- Theatrical release poster
- Directed by: Karen Shakhnazarov
- Written by: Aleksey Buzin; Karen Shakhnazarov;
- Based on: Anna Karenina 1878 novel by Leo Tolstoy
- Produced by: Anton Zlatopolskiy (ru); Karen Shakhnazarov; Galina Shadur;
- Starring: Elizaveta Boyarskaya; Maksim Matveyev; Kirill Grebenshchikov; Vitali Kishchenko;
- Cinematography: Aleksandr Kuznetsov
- Edited by: Irina Kozhemyakina
- Music by: Yuri Poteyenko
- Production companies: Mosfilm Studios; VGTRK;
- Distributed by: Central Partnership
- Release date: June 2017;
- Running time: 138 minutes (film version); 360 minutes (director's version);
- Country: Russia
- Language: Russian

= Anna Karenina: Vronsky's Story =

2017 Russian drama film

Anna Karenina: Vronsky's Story (Анна Каренина. История Вронского) is a 2017 Russian drama film directed by Karen Shakhnazarov. An expanded eight-part version titled Anna Karenina aired on the Russia-1 television channel.
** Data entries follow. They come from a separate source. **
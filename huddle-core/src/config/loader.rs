use super::HuddleConfig;
use super::constants::files::{CONFIG_DIR_NAME, CONFIG_FILE_NAME};
use anyhow::{Context, Result};
use std::fs;
use std::path::{Path, PathBuf};

impl HuddleConfig {
    /// Write the default configuration to `output`
    pub fn create_sample_config<P: AsRef<Path>>(output: P) -> Result<()> {
        let output = output.as_ref();
        if let Some(parent) = output.parent() {
            if !parent.as_os_str().is_empty() && !parent.exists() {
                fs::create_dir_all(parent).with_context(|| {
                    format!("Failed to create directory: {}", parent.display())
                })?;
            }
        }

        let config_content = toml::to_string_pretty(&HuddleConfig::default())
            .context("Failed to serialize default configuration")?;

        fs::write(output, config_content)
            .with_context(|| format!("Failed to write config file: {}", output.display()))?;

        Ok(())
    }

    /// Write `huddle.toml` into `workspace` unless it exists. Returns the
    /// created file names.
    pub fn bootstrap_workspace<P: AsRef<Path>>(workspace: P, force: bool) -> Result<Vec<String>> {
        let config_path = workspace.as_ref().join(CONFIG_FILE_NAME);
        let mut created_files = Vec::new();

        if !config_path.exists() || force {
            Self::create_sample_config(&config_path)?;
            created_files.push(CONFIG_FILE_NAME.to_string());
        }

        Ok(created_files)
    }
}

/// Configuration manager for loading configurations
#[derive(Debug, Clone)]
pub struct ConfigManager {
    config: HuddleConfig,
    config_path: Option<PathBuf>,
}

impl ConfigManager {
    /// Load configuration from the default locations
    pub fn load() -> Result<Self> {
        Self::load_from_workspace(std::env::current_dir()?)
    }

    /// Get the user's home directory path
    fn get_home_dir() -> Option<PathBuf> {
        if let Ok(home) = std::env::var("HOME") {
            return Some(PathBuf::from(home));
        }

        if let Ok(userprofile) = std::env::var("USERPROFILE") {
            return Some(PathBuf::from(userprofile));
        }

        dirs::home_dir()
    }

    /// Load configuration from a specific workspace.
    ///
    /// Lookup order: `<workspace>/huddle.toml`, `<workspace>/.huddle/huddle.toml`,
    /// `~/.huddle/huddle.toml`, then built-in defaults.
    pub fn load_from_workspace(workspace: impl AsRef<Path>) -> Result<Self> {
        let workspace = workspace.as_ref();

        let mut candidates = vec![
            workspace.join(CONFIG_FILE_NAME),
            workspace.join(CONFIG_DIR_NAME).join(CONFIG_FILE_NAME),
        ];
        if let Some(home_dir) = Self::get_home_dir() {
            candidates.push(home_dir.join(CONFIG_DIR_NAME).join(CONFIG_FILE_NAME));
        }

        for path in candidates {
            if path.exists() {
                return Self::load_from_file(&path);
            }
        }

        Ok(Self {
            config: HuddleConfig::default(),
            config_path: None,
        })
    }

    /// Load configuration from a specific file
    pub fn load_from_file(path: impl AsRef<Path>) -> Result<Self> {
        let path = path.as_ref();
        let content = fs::read_to_string(path)
            .with_context(|| format!("Failed to read config file: {}", path.display()))?;

        let config: HuddleConfig = toml::from_str(&content)
            .with_context(|| format!("Failed to parse config file: {}", path.display()))?;

        Ok(Self {
            config,
            config_path: Some(path.to_path_buf()),
        })
    }

    /// Get the loaded configuration
    pub fn config(&self) -> &HuddleConfig {
        &self.config
    }

    /// Consume the manager and keep the configuration
    pub fn into_config(self) -> HuddleConfig {
        self.config
    }

    /// Get the configuration file path (if loaded from file)
    pub fn config_path(&self) -> Option<&Path> {
        self.config_path.as_deref()
    }
}
use huddle_core::bus::{
    BusError, HandlerError, Message, MessageBus, MessageKind, MessageStatus, handler_fn,
};
use huddle_core::config::{BusConfig, RetryPolicy};
use parking_lot::Mutex;
use serde_json::{Value, json};
use std::sync::Arc;
use std::sync::atomic::{AtomicU32, Ordering};
use std::time::Duration;
use tokio::sync::Notify;

fn bus_config() -> BusConfig {
    BusConfig {
        retry: RetryPolicy::immediate(),
        ..Default::default()
    }
}

fn ping(recipient: &str, label: &str) -> Message {
    Message::request("orchestrator", recipient, json!({ "text": label }))
}

#[tokio::test]
async fn delivers_by_priority_then_arrival() {
    let bus = MessageBus::new(bus_config());
    let seen = Arc::new(Mutex::new(Vec::new()));
    let log = seen.clone();
    bus.register(
        "retrieval",
        handler_fn(move |message: Message| {
            let log = log.clone();
            async move {
                log.lock().push(message.text().unwrap_or_default().to_string());
                Ok(Value::Null)
            }
        }),
    )
    .unwrap();

    // queue everything before the worker exists so ordering is fully decided by the queue
    let mut handles = Vec::new();
    for (label, priority) in [("a", 5u8), ("b", 1), ("c", 10), ("d", 1), ("e", 5)] {
        handles.push(bus.send(ping("retrieval", label).with_priority(priority)).unwrap());
    }
    bus.start();
    for handle in handles {
        handle.outcome().await.unwrap();
    }

    assert_eq!(*seen.lock(), vec!["b", "d", "a", "e", "c"]);
}

#[tokio::test]
async fn failing_handler_is_attempted_exactly_max_attempts_times() {
    let bus = MessageBus::new(bus_config());
    let calls = Arc::new(AtomicU32::new(0));
    let counter = calls.clone();
    bus.register(
        "analysis",
        handler_fn(move |_message: Message| {
            let counter = counter.clone();
            async move {
                counter.fetch_add(1, Ordering::SeqCst);
                Err(HandlerError::new("model backend exploded"))
            }
        }),
    )
    .unwrap();
    bus.start();

    let err = bus
        .request(ping("analysis", "compare").with_max_attempts(3))
        .await
        .unwrap_err();

    match &err {
        BusError::Handler { agent, attempts, cause } => {
            assert_eq!(agent, "analysis");
            assert_eq!(*attempts, 3);
            assert_eq!(cause.message, "model backend exploded");
        }
        other => panic!("unexpected error: {other:?}"),
    }
    assert_eq!(calls.load(Ordering::SeqCst), 3);

    let stats = bus.stats();
    assert_eq!(stats.failed, 1);
    assert_eq!(stats.retried, 2);
    assert_eq!(stats.completed, 0);

    let dead = bus.dead_letters();
    assert_eq!(dead.len(), 1);
    assert_eq!(dead[0].kind, MessageKind::Error);
    assert_eq!(dead[0].status, MessageStatus::Failed);
}

#[tokio::test]
async fn transient_failures_recover_on_retry() {
    let bus = MessageBus::new(bus_config());
    let calls = Arc::new(AtomicU32::new(0));
    let counter = calls.clone();
    bus.register(
        "ideation",
        handler_fn(move |_message: Message| {
            let counter = counter.clone();
            async move {
                if counter.fetch_add(1, Ordering::SeqCst) < 2 {
                    Err(HandlerError::new("flaky"))
                } else {
                    Ok(json!({ "text": "third time lucky" }))
                }
            }
        }),
    )
    .unwrap();
    bus.start();

    let delivery = bus
        .request(ping("ideation", "ideas").with_max_attempts(3))
        .await
        .unwrap();
    assert_eq!(delivery.attempts(), 3);
    assert_eq!(delivery.request.status, MessageStatus::Completed);
    assert_eq!(delivery.response.text(), Some("third time lucky"));
    assert_eq!(
        delivery.response.correlation_id.as_deref(),
        Some(delivery.request.id.as_str())
    );
    assert_eq!(bus.stats().retried, 2);
}

#[tokio::test]
async fn slow_handlers_time_out_and_are_retried() {
    let bus = MessageBus::new(bus_config());
    bus.register(
        "retrieval",
        handler_fn(|_message: Message| async move {
            tokio::time::sleep(Duration::from_millis(500)).await;
            Ok(Value::Null)
        }),
    )
    .unwrap();
    bus.start();

    let err = bus
        .request(
            ping("retrieval", "slow")
                .with_timeout_ms(20)
                .with_max_attempts(2),
        )
        .await
        .unwrap_err();

    assert!(matches!(
        err,
        BusError::Timeout {
            timeout_ms: 20,
            attempts: 2,
            ..
        }
    ));
    let stats = bus.stats();
    assert_eq!(stats.timed_out, 2);
    assert_eq!(stats.failed, 1);
}

#[tokio::test]
async fn full_queue_rejects_new_messages() {
    let bus = MessageBus::new(BusConfig {
        queue_capacity: 1,
        ..bus_config()
    });
    bus.register("retrieval", handler_fn(|m: Message| async move { Ok(m.payload) }))
        .unwrap();

    let _first = bus.send(ping("retrieval", "one")).unwrap();
    let err = bus.send(ping("retrieval", "two")).unwrap_err();
    assert_eq!(
        err,
        BusError::QueueFull {
            agent: "retrieval".to_string(),
            capacity: 1
        }
    );

    let stats = bus.stats();
    assert_eq!(stats.sent, 1);
    assert_eq!(stats.rejected, 1);
    assert_eq!(stats.queue_depths["retrieval"], 1);
}

#[tokio::test]
async fn broadcast_skips_sender_and_excluded_agents() {
    let bus = MessageBus::new(bus_config());
    let received = Arc::new(Mutex::new(Vec::new()));
    for name in ["orchestrator", "retrieval", "ideation", "analysis"] {
        let log = received.clone();
        bus.register(
            name,
            handler_fn(move |message: Message| {
                let log = log.clone();
                let name = name.to_string();
                async move {
                    assert_eq!(message.kind, MessageKind::Broadcast);
                    log.lock().push(name);
                    Ok(Value::Null)
                }
            }),
        )
        .unwrap();
    }
    bus.start();

    let results = bus.broadcast("orchestrator", json!("meeting moved to 3pm"), &["analysis"]);
    let targets: Vec<&str> = results.iter().map(|(agent, _)| agent.as_str()).collect();
    assert_eq!(targets, vec!["ideation", "retrieval"]);

    for (_, handle) in results {
        handle.unwrap().outcome().await.unwrap();
    }
    let mut received = received.lock().clone();
    received.sort();
    assert_eq!(received, vec!["ideation", "retrieval"]);
}

#[tokio::test]
async fn cancelled_pending_message_never_runs() {
    let bus = MessageBus::new(bus_config());
    let calls = Arc::new(AtomicU32::new(0));
    let counter = calls.clone();
    bus.register(
        "retrieval",
        handler_fn(move |_message: Message| {
            let counter = counter.clone();
            async move {
                counter.fetch_add(1, Ordering::SeqCst);
                Ok(Value::Null)
            }
        }),
    )
    .unwrap();

    let cancelled = bus.send(ping("retrieval", "never mind")).unwrap();
    cancelled.cancel();
    let kept = bus.send(ping("retrieval", "still wanted")).unwrap();
    bus.start();

    kept.outcome().await.unwrap();
    assert_eq!(cancelled.outcome().await.unwrap_err(), BusError::Cancelled);
    assert_eq!(calls.load(Ordering::SeqCst), 1);
    assert_eq!(bus.stats().cancelled, 1);
}

#[tokio::test]
async fn cancelling_in_flight_message_suppresses_the_reply() {
    let bus = MessageBus::new(bus_config());
    let started = Arc::new(Notify::new());
    let release = Arc::new(Notify::new());
    let finished = Arc::new(AtomicU32::new(0));
    {
        let started = started.clone();
        let release = release.clone();
        let finished = finished.clone();
        bus.register(
            "analysis",
            handler_fn(move |_message: Message| {
                let started = started.clone();
                let release = release.clone();
                let finished = finished.clone();
                async move {
                    started.notify_one();
                    release.notified().await;
                    finished.fetch_add(1, Ordering::SeqCst);
                    Ok(json!({ "text": "done" }))
                }
            }),
        )
        .unwrap();
    }
    bus.start();

    let handle = bus.send(ping("analysis", "long job")).unwrap();
    started.notified().await;
    handle.cancel();
    release.notify_one();

    assert_eq!(handle.outcome().await.unwrap_err(), BusError::Cancelled);
    // the handler still ran to completion
    for _ in 0..50 {
        if bus.stats().completed == 1 {
            break;
        }
        tokio::time::sleep(Duration::from_millis(5)).await;
    }
    assert_eq!(finished.load(Ordering::SeqCst), 1);
    assert_eq!(bus.stats().completed, 1);
}

#[tokio::test]
async fn agents_registered_after_start_are_served() {
    let bus = MessageBus::new(bus_config());
    bus.start();
    bus.register(
        "late",
        handler_fn(|_m: Message| async move { Ok(json!({ "text": "here" })) }),
    )
    .unwrap();

    let delivery = bus.request(ping("late", "anyone?")).await.unwrap();
    assert_eq!(delivery.response.text(), Some("here"));
}

#[tokio::test]
async fn shutdown_fails_queued_messages() {
    let bus = MessageBus::new(bus_config());
    bus.register("retrieval", handler_fn(|m: Message| async move { Ok(m.payload) }))
        .unwrap();

    let queued = bus.send(ping("retrieval", "too late")).unwrap();
    bus.shutdown().await;

    assert_eq!(queued.outcome().await.unwrap_err(), BusError::ShutDown);
    assert!(bus.agents().is_empty());
    assert!(matches!(
        bus.register("retrieval", handler_fn(|m: Message| async move { Ok(m.payload) })),
        Err(BusError::ShutDown)
    ));
}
It is a free adaptation of Leo Tolstoy's 1878 novel of the same name which also combines the publicistic story "During the Japanese War" and the literary cycle "Stories about the Japanese War" by Vikenty Veresaev.

==Plot==
The film unfolds along two interconnected storylines; the events take place in the second half of the 19th century in the Russian Empire (1872–1875) and in the early 20th century during the Russo-Japanese War in China (1904). It begins thirty years after the tragic death of Anna Karenina, on the battlefields of the Russo-Japanese War — a setting not described in Tolstoy's novel.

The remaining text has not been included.